Luke Harlow’s Religion, Race, and the Making of Confederate Kentucky, 1830–1880 has taken a story that specialists have come to know—that white Kentuckians came late to their embrace of Confederate culture, after the failure of that political state—and has used it to reveal connections between evangelical religious, racial, and political thought in nineteenth-century America on both sides of the Civil War that have never before been [End Page 277] explored so deeply. Demonstrating these connections while also accounting for the discontinuities found there is a signal contribution to the field.

Harlow teases out three principle strains of religiously founded belief about slavery in the antebellum period, all living in uncomfortably close communion in the border state. Kentucky had its share of religiously motivated abolitionists. Unlike in other slaveholding states where such figures faced immediate expulsion, these abolitionists were able to exist and project their ideas for extended periods in Kentucky or, when faced with violence, just across the Ohio River in Cincinnati. John Fee and Cassius Clay worked for the immediate abolition of slavery, and in doing so they stretched evangelical religion in Kentucky and in the United States to its breaking point. Abolitionists were clearly the minority in the state and were judged heretics for their belief that true Christianity demanded not just the destruction of slavery but also the coexistence of white and black Christians on equal terms.

Kentucky’s proslavery Christians, not unlike those historian Charles Irons discovered in antebellum Virginia, found abolitionist politics and theology beyond the pale. Proslavery Christians believed in a divinely ordained racial hierarchy and that slavery expressed this order as well as any other such system they could imagine.

Harlow rightly spends the most time investigating Kentuckians who found themselves in an interstitial, antislavery theological and political space. These champions of a third way, especially the bilious Presbyterian Robert J. Breckinridge, believed slavery as practiced in the United States to be sinful and pushed for the gradual elimination of the institution in the state. Breckinridge hotly contended with proslavery Christians and for his trouble found himself on the receiving end of barbs from his proslavery brethren. Yet conservative antislavery Christians were as devoted to racial hierarchy as the most hardened proslavery evangelical. And so they believed abolitionists to be dangerous, violent heretics who threatened social, political, and religious orders alike. Abolitionists far and wide returned the spite they received from Kentucky’s antislavery conservatives in equal measure.

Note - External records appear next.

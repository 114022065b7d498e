//! A two-player durak-style card game played by rule-based bots, with
//! optional `no_std` support.
//!
//! A shuffled 52-card deck deals ten cards to each player. Player 1 opens
//! with a random card; afterwards player 1 may only throw in a card whose rank
//! is already on the table, and player 2 must put down a card that beats one
//! on the table. The first player unable to respond loses.
//!
//! # Example
//!
//! ```
//! use durak_sim::{Game, GameState};
//!
//! let mut game = Game::new(42);
//! for turn in game.run() {
//!     for line in turn.lines() {
//!         println!("{line}");
//!     }
//! }
//! assert!(matches!(game.state(), GameState::Finished(_)));
//! ```
#![cfg_attr(not(feature = "std"), no_std)]
#![cfg_attr(docsrs, feature(doc_cfg))]

#[cfg(all(not(feature = "std"), not(feature = "alloc")))]
compile_error!(
    "`std` is disabled but `alloc` feature is not enabled. Enable `alloc` or keep `std` enabled."
);

extern crate alloc;

pub mod card;
pub mod deck;
pub mod error;
pub mod game;
pub mod hand;
pub mod report;
pub mod strategy;

// Re-export main types
pub use card::{Card, DECK_SIZE, Rank, Suit};
pub use deck::Deck;
pub use error::TurnError;
pub use game::{Game, GameState, HAND_SIZE, Player};
pub use hand::{Hand, Table};
pub use report::{Move, TurnOutcome, TurnRecord};
//! Game engine and state management.

use alloc::vec::Vec;
use rand::{Rng, SeedableRng};
use rand_chacha::ChaCha8Rng;

use crate::card::Card;
use crate::deck::Deck;
use crate::hand::{Hand, Table};
use crate::report::TurnRecord;

pub mod state;
mod turn;

pub use state::{GameState, Player};

/// Number of cards dealt to each player.
pub const HAND_SIZE: usize = 10;

/// A two-player game between the rule-based bots.
///
/// The game owns the remaining deck, both hands, the table, and the random
/// source used for the opening move. Turns are resolved one at a time with
/// [`Game::play_turn`] or all at once with [`Game::run`].
#[derive(Debug, Clone)]
pub struct Game<R = ChaCha8Rng> {
    /// Cards left after dealing.
    deck: Deck,
    /// Hands indexed by seat.
    hands: [Hand; 2],
    /// Cards in play this turn.
    table: Table,
    /// Current game state.
    state: GameState,
    /// Random number generator.
    rng: R,
}

impl Game<ChaCha8Rng> {
    /// Creates a new game with the given seed.
    ///
    /// # Example
    ///
    /// ```
    /// use durak_sim::Game;
    ///
    /// let mut game = Game::new(42);
    /// let turns = game.run();
    /// assert!(game.is_over());
    /// assert_eq!(turns.last().and_then(|t| t.winner()), game.winner());
    /// ```
    #[must_use]
    pub fn new(seed: u64) -> Self {
        Self::with_rng(ChaCha8Rng::seed_from_u64(seed))
    }
}

impl<R: Rng> Game<R> {
    /// Shuffles a full deck with `rng` and deals both hands from it.
    #[must_use]
    pub fn with_rng(mut rng: R) -> Self {
        let mut deck = Deck::new();
        deck.shuffle(&mut rng);
        Self::from_deck(deck, rng)
    }

    /// Deals both hands from `deck` as it is, player 1 first.
    ///
    /// The deck is not shuffled, which makes the deal fully predictable.
    #[must_use]
    pub fn from_deck(mut deck: Deck, rng: R) -> Self {
        let first = deck.draw(HAND_SIZE);
        let second = deck.draw(HAND_SIZE);
        tracing::debug!(
            first = first.len(),
            second = second.len(),
            remaining = deck.len(),
            "hands dealt"
        );
        Self::assemble(deck, first, second, rng)
    }

    /// Starts a game from explicit hands with nothing left in the deck.
    ///
    /// Hands are sorted the same way dealt hands are.
    #[must_use]
    pub fn from_hands(first: Vec<Card>, second: Vec<Card>, rng: R) -> Self {
        Self::assemble(Deck::from_cards(Vec::new()), first, second, rng)
    }

    fn assemble(deck: Deck, first: Vec<Card>, second: Vec<Card>, rng: R) -> Self {
        Self {
            deck,
            hands: [Hand::dealt(first), Hand::dealt(second)],
            table: Table::new(),
            state: GameState::AwaitingTurn(1),
            rng,
        }
    }

    /// Plays turns until one player cannot respond.
    ///
    /// Returns the records of the turns played by this call; empty if the
    /// game was already over.
    pub fn run(&mut self) -> Vec<TurnRecord> {
        let mut turns = Vec::new();
        while let Ok(record) = self.play_turn() {
            turns.push(record);
        }
        turns
    }
}

impl<R> Game<R> {
    /// Returns the current game state.
    #[must_use]
    pub const fn state(&self) -> GameState {
        self.state
    }

    /// Returns the number of the next turn to play, or `None` once the game
    /// is over.
    #[must_use]
    pub const fn turn(&self) -> Option<u32> {
        match self.state {
            GameState::AwaitingTurn(turn) => Some(turn),
            GameState::Finished(_) => None,
        }
    }

    /// Returns the winner, if decided.
    #[must_use]
    pub const fn winner(&self) -> Option<Player> {
        match self.state {
            GameState::Finished(player) => Some(player),
            GameState::AwaitingTurn(_) => None,
        }
    }

    /// Returns whether a winner has been decided.
    #[must_use]
    pub const fn is_over(&self) -> bool {
        matches!(self.state, GameState::Finished(_))
    }

    /// Returns the hand of `player`.
    #[must_use]
    pub const fn hand(&self, player: Player) -> &Hand {
        &self.hands[player.index()]
    }

    /// Returns the cards currently on the table.
    #[must_use]
    pub const fn table(&self) -> &Table {
        &self.table
    }

    /// Returns the cards left in the deck after dealing.
    #[must_use]
    pub const fn deck(&self) -> &Deck {
        &self.deck
    }
}
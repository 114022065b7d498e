//! Per-turn reports and the printed transcript.

extern crate alloc;

use alloc::format;
use alloc::string::String;
use alloc::vec::Vec;

use crate::card::Card;
use crate::game::Player;
use crate::hand::CardList;

/// What a player did on their part of a turn.
#[derive(Debug, Clone, Copy, PartialEq, Eq)]
pub enum Move {
    /// The player put this card on the table.
    Played(Card),
    /// The player had no card to put down.
    Passed,
}

impl Move {
    /// Returns the played card, if any.
    #[must_use]
    pub const fn card(self) -> Option<Card> {
        match self {
            Self::Played(card) => Some(card),
            Self::Passed => None,
        }
    }

    fn line(self, player: Player) -> String {
        match self {
            Self::Played(card) => format!("{player}: {card}"),
            Self::Passed => format!("{player}: could not throw in"),
        }
    }
}

/// How a turn ended.
#[derive(Debug, Clone, PartialEq, Eq)]
pub enum TurnOutcome {
    /// Both players played; the game goes on with these hands.
    Continue {
        /// Player 1's remaining cards.
        first_hand: Vec<Card>,
        /// Player 2's remaining cards.
        second_hand: Vec<Card>,
    },
    /// A player could not respond and the other one won.
    Won(Player),
}

/// Record of a single resolved turn.
#[derive(Debug, Clone, PartialEq, Eq)]
pub struct TurnRecord {
    /// Turn number, starting at 1.
    pub turn: u32,
    /// Player 1's move.
    pub first: Move,
    /// Player 2's move; `None` when player 1 already lost the turn.
    pub second: Option<Move>,
    /// Result of the turn.
    pub outcome: TurnOutcome,
}

impl TurnRecord {
    /// Returns the winner decided by this turn, if any.
    #[must_use]
    pub const fn winner(&self) -> Option<Player> {
        match self.outcome {
            TurnOutcome::Won(player) => Some(player),
            TurnOutcome::Continue { .. } => None,
        }
    }

    /// Renders the turn as transcript lines.
    ///
    /// A continuing turn ends with the remaining hands and a blank line; a
    /// final turn ends with the winner announcement.
    #[must_use]
    pub fn lines(&self) -> Vec<String> {
        let mut lines = alloc::vec![format!("Turn {}", self.turn), self.first.line(Player::First)];

        if let Some(second) = self.second {
            lines.push(second.line(Player::Second));
        }

        lines.push(String::new());

        match &self.outcome {
            TurnOutcome::Continue {
                first_hand,
                second_hand,
            } => {
                lines.push(format!("Player 1 has left:{}", CardList(first_hand)));
                lines.push(format!("Player 2 has left:{}", CardList(second_hand)));
                lines.push(String::new());
            }
            TurnOutcome::Won(player) => lines.push(format!("{player} wins.")),
        }

        lines
    }
}

/// Renders the two freshly dealt hands.
#[must_use]
pub fn deal_lines(first: &[Card], second: &[Card]) -> Vec<String> {
    alloc::vec![
        format!("Dealt to player 1:{}", CardList(first)),
        format!("Dealt to player 2:{}", CardList(second)),
    ]
}

/// Renders a full game: the deals followed by every turn.
#[must_use]
pub fn transcript(first: &[Card], second: &[Card], turns: &[TurnRecord]) -> Vec<String> {
    let mut lines = deal_lines(first, second);
    lines.push(String::new());
    lines.extend(turns.iter().flat_map(TurnRecord::lines));
    lines
}
//! Error types for game operations.

use thiserror::Error;

/// Errors that can occur while resolving a turn.
#[derive(Debug, Clone, Copy, PartialEq, Eq, Error)]
pub enum TurnError {
    /// A winner has already been decided.
    #[error("game is already over")]
    GameOver,
}
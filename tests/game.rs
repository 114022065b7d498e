//! Game integration tests.

use durak_sim::report::{deal_lines, transcript};
use durak_sim::{
    Card, Deck, Game, GameState, Move, Player, Rank, Suit, TurnError, TurnOutcome,
};

const fn card(rank: Rank, suit: Suit) -> Card {
    Card::new(rank, suit)
}

/// Random source that always yields zero, so player 1 opens with the first
/// card of their hand.
struct ZeroRng;

impl rand::RngCore for ZeroRng {
    fn next_u32(&mut self) -> u32 {
        0
    }

    fn next_u64(&mut self) -> u64 {
        0
    }

    fn fill_bytes(&mut self, dst: &mut [u8]) {
        dst.fill(0);
    }
}

fn lines(text: &[&str]) -> Vec<String> {
    text.iter().map(ToString::to_string).collect()
}

fn continuing(turn: u32, first: &str, second: &str, first_left: &str, second_left: &str) -> Vec<String> {
    vec![
        format!("Turn {turn}"),
        format!("Player 1: {first}"),
        format!("Player 2: {second}"),
        String::new(),
        format!("Player 1 has left:{first_left}"),
        format!("Player 2 has left:{second_left}"),
        String::new(),
    ]
}

#[test]
fn player1_wins_on_second_turn() {
    let mut game = Game::from_hands(
        vec![card(Rank::Five, Suit::Hearts), card(Rank::Two, Suit::Spades)],
        vec![card(Rank::Five, Suit::Clubs), card(Rank::Five, Suit::Spades)],
        ZeroRng,
    );
    assert_eq!(game.state(), GameState::AwaitingTurn(1));

    let first = game.play_turn().unwrap();
    assert_eq!(first.first, Move::Played(card(Rank::Two, Suit::Spades)));
    assert_eq!(first.second, Some(Move::Played(card(Rank::Five, Suit::Clubs))));
    assert_eq!(
        first.lines(),
        continuing(1, "2♠", "5♣", " 5♥", " 5♠")
    );
    assert_eq!(game.turn(), Some(2));

    // 5♥ matches the 5♣ left on the table; 5♠ cannot beat it.
    let second = game.play_turn().unwrap();
    assert_eq!(
        second.lines(),
        lines(&[
            "Turn 2",
            "Player 1: 5♥",
            "Player 2: could not throw in",
            "",
            "Player 1 wins.",
        ])
    );
    assert_eq!(second.winner(), Some(Player::First));
    assert_eq!(game.state(), GameState::Finished(Player::First));
    assert_eq!(game.table().cards(), &[card(Rank::Five, Suit::Hearts)]);
}

#[test]
fn player2_wins_when_no_rank_matches() {
    let mut game = Game::from_hands(
        vec![card(Rank::Three, Suit::Hearts), card(Rank::Nine, Suit::Clubs)],
        vec![card(Rank::Four, Suit::Diamonds), card(Rank::Ace, Suit::Spades)],
        ZeroRng,
    );

    let turns = game.run();
    assert_eq!(turns.len(), 2);
    assert_eq!(
        turns[1].lines(),
        lines(&[
            "Turn 2",
            "Player 1: could not throw in",
            "",
            "Player 2 wins.",
        ])
    );
    assert_eq!(turns[1].second, None);
    assert_eq!(game.winner(), Some(Player::Second));
    assert!(game.table().is_empty());
}

#[test]
fn player2_loses_on_opening_turn() {
    let mut game = Game::from_hands(
        vec![card(Rank::Ace, Suit::Hearts)],
        vec![card(Rank::Ace, Suit::Spades), card(Rank::King, Suit::Hearts)],
        ZeroRng,
    );

    let record = game.play_turn().unwrap();
    assert_eq!(record.second, Some(Move::Passed));
    assert_eq!(record.outcome, TurnOutcome::Won(Player::First));
    assert_eq!(game.hand(Player::Second).len(), 2);
}

#[test]
fn three_turns_before_a_heuristic_fails() {
    let mut game = Game::from_hands(
        vec![
            card(Rank::Nine, Suit::Hearts),
            card(Rank::Three, Suit::Spades),
            card(Rank::Six, Suit::Spades),
            card(Rank::Four, Suit::Spades),
        ],
        vec![
            card(Rank::Four, Suit::Clubs),
            card(Rank::Six, Suit::Clubs),
            card(Rank::Nine, Suit::Clubs),
            card(Rank::Two, Suit::Diamonds),
        ],
        ZeroRng,
    );

    assert_eq!(game.hand(Player::First).to_string(), "3♠ 4♠ 6♠ 9♥");
    assert_eq!(game.hand(Player::Second).to_string(), "2♦ 4♣ 6♣ 9♣");

    let expected = [
        continuing(1, "3♠", "4♣", " 4♠ 6♠ 9♥", " 2♦ 6♣ 9♣"),
        continuing(2, "4♠", "6♣", " 6♠ 9♥", " 2♦ 9♣"),
        continuing(3, "6♠", "9♣", " 9♥", " 2♦"),
    ];

    for (turn, expected) in (1..).zip(expected) {
        assert_eq!(game.turn(), Some(turn));
        let record = game.play_turn().unwrap();
        assert_eq!(record.turn, turn);
        assert_eq!(record.lines(), expected);
    }

    let last = game.play_turn().unwrap();
    assert_eq!(
        last.lines(),
        lines(&[
            "Turn 4",
            "Player 1: 9♥",
            "Player 2: could not throw in",
            "",
            "Player 1 wins.",
        ])
    );
    assert!(game.hand(Player::First).is_empty());
    assert_eq!(game.hand(Player::Second).to_string(), "2♦");
}

#[test]
fn full_game_from_unshuffled_deck() {
    let mut game = Game::from_deck(Deck::new(), ZeroRng);
    assert_eq!(game.deck().len(), 32);

    let first_hand = game.hand(Player::First).cards().to_vec();
    let second_hand = game.hand(Player::Second).cards().to_vec();
    assert_eq!(
        deal_lines(&first_hand, &second_hand),
        lines(&[
            "Dealt to player 1: 2♥ 3♥ 4♥ 5♥ 6♥ 7♥ 8♥ 9♥ 10♥ J♥",
            "Dealt to player 2: 2♦ 3♦ 4♦ 5♦ 6♦ 7♦ 8♦ Q♥ K♥ A♥",
        ])
    );

    let turns = game.run();

    let mut expected = deal_lines(&first_hand, &second_hand);
    expected.push(String::new());
    for turn in [
        continuing(1, "2♥", "3♦", " 3♥ 4♥ 5♥ 6♥ 7♥ 8♥ 9♥ 10♥ J♥", " 2♦ 4♦ 5♦ 6♦ 7♦ 8♦ Q♥ K♥ A♥"),
        continuing(2, "3♥", "4♦", " 4♥ 5♥ 6♥ 7♥ 8♥ 9♥ 10♥ J♥", " 2♦ 5♦ 6♦ 7♦ 8♦ Q♥ K♥ A♥"),
        continuing(3, "4♥", "5♦", " 5♥ 6♥ 7♥ 8♥ 9♥ 10♥ J♥", " 2♦ 6♦ 7♦ 8♦ Q♥ K♥ A♥"),
        continuing(4, "5♥", "6♦", " 6♥ 7♥ 8♥ 9♥ 10♥ J♥", " 2♦ 7♦ 8♦ Q♥ K♥ A♥"),
        continuing(5, "6♥", "7♦", " 7♥ 8♥ 9♥ 10♥ J♥", " 2♦ 8♦ Q♥ K♥ A♥"),
        continuing(6, "7♥", "8♦", " 8♥ 9♥ 10♥ J♥", " 2♦ Q♥ K♥ A♥"),
        continuing(7, "8♥", "Q♥", " 9♥ 10♥ J♥", " 2♦ K♥ A♥"),
    ] {
        expected.extend(turn);
    }
    expected.extend(lines(&[
        "Turn 8",
        "Player 1: could not throw in",
        "",
        "Player 2 wins.",
    ]));

    assert_eq!(transcript(&first_hand, &second_hand, &turns), expected);
    assert_eq!(game.winner(), Some(Player::Second));
    assert_eq!(game.deck().len(), 32);
}

#[test]
fn play_after_game_over_is_an_error() {
    let mut game = Game::from_hands(Vec::new(), Vec::new(), ZeroRng);

    let record = game.play_turn().unwrap();
    assert_eq!(record.winner(), Some(Player::Second));
    assert_eq!(game.play_turn().unwrap_err(), TurnError::GameOver);
    assert!(game.run().is_empty());
    assert_eq!(game.turn(), None);
}

#[test]
fn seeded_games_are_reproducible() {
    let mut a = Game::new(2024);
    let mut b = Game::new(2024);

    assert_eq!(a.hand(Player::First), b.hand(Player::First));
    assert_eq!(a.deck(), b.deck());
    assert_eq!(a.run(), b.run());
    assert_eq!(a.winner(), b.winner());
}

#[test]
fn seeded_game_always_terminates() {
    for seed in 0..200 {
        let mut game = Game::new(seed);
        let turns = game.run();

        assert!(game.is_over(), "seed {seed} did not finish");
        // Each completed turn costs player 1 a card, so at most eleven turns.
        assert!(turns.len() <= 11);
        assert_eq!(turns.last().and_then(|turn| turn.winner()), game.winner());
        assert!(turns.iter().rev().skip(1).all(|turn| turn.winner().is_none()));
    }
}
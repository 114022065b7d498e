//! Response heuristics of the two bots.
//!
//! The two players follow different rules: player 1 can only throw in a card
//! matching a rank already on the table, while player 2 must beat a card on
//! the table.

use crate::card::Card;

/// Picks player 1's card: the first card in hand whose rank is already on
/// the table.
///
/// Returns `None` when no rank matches, including when the table is empty.
#[must_use]
pub fn find_card_for_player1(table: &[Card], hand: &[Card]) -> Option<Card> {
    hand.iter()
        .find(|card| table.iter().any(|on_table| on_table.rank == card.rank))
        .copied()
}

/// Picks player 2's card: the first card in hand that beats any card on the
/// table.
///
/// Hand cards are tried in order and each is checked against the table
/// cards in play order.
///
/// ```
/// use durak_sim::strategy::find_card_for_player2;
/// use durak_sim::{Card, Rank, Suit};
///
/// let table = [Card::new(Rank::Nine, Suit::Clubs)];
/// let hand = [
///     Card::new(Rank::Nine, Suit::Spades),
///     Card::new(Rank::Nine, Suit::Hearts),
/// ];
/// assert_eq!(find_card_for_player2(&table, &hand), Some(hand[1]));
/// ```
#[must_use]
pub fn find_card_for_player2(table: &[Card], hand: &[Card]) -> Option<Card> {
    for card in hand {
        for on_table in table {
            if card.is_greater_than(on_table) {
                return Some(*card);
            }
        }
    }
    None
}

War and emancipation destroyed the principle antebellum division between pro- and antislavery conservative evangelicals even as the military conflict created new political and religious fractures. Those in the broad, conservative antislavery middle were at each other’s throats in the 1860s, furious over whether patriotic Christianity should find its way into pulpits. Political fault lines became theological ones as Kentuckians hauled each other into church courts to ascertain political sins. With most southern evangelicals in exile from national denominations, those Kentuckians who opposed explicitly political Unionist sentiments in the pulpit found [End Page 278] themselves without allies. Southern sympathizers self-servingly called for a halt on all political speech from the pulpit, but such calls were ignored by Unionist evangelicals. Breckinridge, the antislavery conservative and hardened nationalist, pushed for ecclesiastical and criminal prosecution of coreligionists he suspected to have insufficient patriotism for the United States at war, pressing for penalties ranging from excommunication to execution.

Breckinridge’s unconditional and violent support for a regime committed to emancipation was certain to result in a backlash from his conservative, if antislavery, allies. By 1865 many, if not most, evangelical Kentuckians identified abolitionism and politicized pulpits with northern Christianity and flocked to southern denominations. Kentuckians scorned northern attempts to force southern Christians to publicly renounce slavery and secession. With slavery removed as a dividing line between Kentucky’s conservative factions, former antislavery and proslavery rivals could join together in common opposition both to patriotic northern moralizing and to civil...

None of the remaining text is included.